The progress of negotiations will be discussed at next month's summit of 
EU, Latin American and Caribbean leaders in Lima, Peru, said EU 
Transport Commissioner Jacques Barrot.
"We would like to reach a conclusion to that procedure in 2009," Barrot 
told the European Parliament during a debate on summit issues. He spoke 
on behalf of the EU executive.
The May 16-17 summit will focus on poverty, the economy, migration and 
climate change. The EU will push for Latin American countries to adopt 
stricter policies to combat climate change, saying that poor, and 
especially indigenous populations, are the first to suffer from a 
deteriorating environment.
EU lawmakers also demanded the fate of Colombian rebel-held hostage 
Ingrid Betancourt is discussed.
"Ingrid Betancourt must be released. All the other hostages must be 
released," said Martin Schulz of Germany, leader of the European Socialists.
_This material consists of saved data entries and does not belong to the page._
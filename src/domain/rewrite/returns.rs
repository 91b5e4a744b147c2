use crate::domain::ast::{Node, NodeId, SyntaxTree};
use crate::domain::type_shape::{cast, needs_type_conversion, TypeShape};
use crate::domain::zero_value::{create_zero_value, is_zero_value};

/// Rewrite every returned expression in `body`, however deeply nested, for a
/// result type that changed from `original` to `new`. Returns the number of
/// expressions replaced.
pub(super) fn convert_returns(
    tree: &mut SyntaxTree,
    body: NodeId,
    original: &TypeShape,
    new: &TypeShape,
) -> usize {
    let returns: Vec<NodeId> = tree
        .descendants(body)
        .into_iter()
        .filter(|id| matches!(tree.node(*id), Node::Return { .. }))
        .collect();

    let mut converted = 0;
    for ret in returns {
        let results = match tree.node(ret) {
            Node::Return { results } => results.clone(),
            _ => continue,
        };
        for expr in results {
            if let Some(replacement) = convert_return_value(tree, expr, original, new) {
                tree.replace_child(ret, expr, replacement);
                converted += 1;
            }
        }
    }
    converted
}

fn convert_return_value(
    tree: &mut SyntaxTree,
    expr: NodeId,
    original: &TypeShape,
    new: &TypeShape,
) -> Option<NodeId> {
    if is_zero_value(tree, expr, original) {
        return Some(create_zero_value(tree, new));
    }
    if needs_type_conversion(original, new) {
        return Some(cast(tree, new, expr));
    }
    None
}

#[cfg(test)]
mod tests {
    use super::*;
    use crate::domain::ast::LitKind;

    fn return_of(tree: &mut SyntaxTree, expr: NodeId) -> NodeId {
        tree.alloc(Node::Return { results: vec![expr] })
    }

    fn returned(tree: &SyntaxTree, ret: NodeId) -> NodeId {
        match tree.node(ret) {
            Node::Return { results } => results[0],
            other => panic!("unexpected node {:?}", other),
        }
    }

    #[test]
    fn test_nested_returns_are_converted() {
        let mut tree = SyntaxTree::new();
        let cond = tree.ident("ok");
        let empty = tree.lit(LitKind::String, "\"\"");
        let inner_ret = return_of(&mut tree, empty);
        let then = tree.alloc(Node::Block { stmts: vec![inner_ret] });
        let if_stmt = tree.alloc(Node::If { cond, then, els: None });
        let x = tree.ident("x");
        let f = tree.ident("Name");
        let sel = tree.selector(x, f);
        let outer_ret = return_of(&mut tree, sel);
        let body = tree.alloc(Node::Block { stmts: vec![if_stmt, outer_ret] });

        let converted = convert_returns(
            &mut tree,
            body,
            &TypeShape::parse("string"),
            &TypeShape::parse("pkg.W"),
        );
        assert_eq!(converted, 2);

        match tree.node(returned(&tree, inner_ret)) {
            Node::CompositeLit { ty: Some(ty), .. } => assert_eq!(tree.ident_name(*ty), Some("pkg.W")),
            other => panic!("expected W{{}}, got {:?}", other),
        }
        match tree.node(returned(&tree, outer_ret)) {
            Node::Call { fun, args } => {
                assert_eq!(tree.ident_name(*fun), Some("pkg.W"));
                assert_eq!(args, &vec![sel]);
            }
            other => panic!("expected W(x.Name), got {:?}", other),
        }
    }

    #[test]
    fn test_same_type_leaves_non_zero_returns() {
        let mut tree = SyntaxTree::new();
        let x = tree.ident("x");
        let ret = return_of(&mut tree, x);
        let body = tree.alloc(Node::Block { stmts: vec![ret] });

        let same = TypeShape::parse("*pkg.T");
        assert_eq!(convert_returns(&mut tree, body, &same, &same), 0);
        assert_eq!(returned(&tree, ret), x);
    }

    #[test]
    fn test_nil_becomes_new_zero_value() {
        let mut tree = SyntaxTree::new();
        let nil = tree.ident("nil");
        let ret = return_of(&mut tree, nil);
        let body = tree.alloc(Node::Block { stmts: vec![ret] });

        convert_returns(
            &mut tree,
            body,
            &TypeShape::parse("*wrapperspb.StringValue"),
            &TypeShape::parse("*nullable.String"),
        );
        let zero = returned(&tree, ret);
        assert_ne!(zero, nil);
        assert_eq!(tree.ident_name(zero), Some("nil"));
        assert_eq!(tree.parent(nil), None);
    }
}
Negotiations for a deal on closer cooperation with the MERCOSUR nations 
— Argentina, Brazil, Uruguay and Paraguay — started in 2000. Talks with 
the Andean countries, which want any agreement to go beyond trade to 
include social and technological cooperation, have also dragged on.
Peru has suggested a free trade pact with the EU excluding the other 
members of the Andean Community bloc — Colombia, Ecuador and Bolivia — 
claiming that the anti-free-trade stances of leftist governments of 
Bolivia and Ecuador are holding up a deal.
EU Lawmakers also asked for the political situation in Cuba to be 
debated at the summit but the Slovenian EU presidency said the issue 
will not be on the agenda.
However, a Slovenian official said EU foreign ministers will debate the 
recent political changes in Cuba at their meeting in June.
"I hope this will lead to a new common position on Cuba," Janez 
Lenarcic, Slovenia's State Secretary for European Affairs.
The EU's top development aid official has already said he would work to 
persuade EU members to drop remaining diplomatic sanctions against the 
communist island, after Fidel Castro handed power to his younger brother.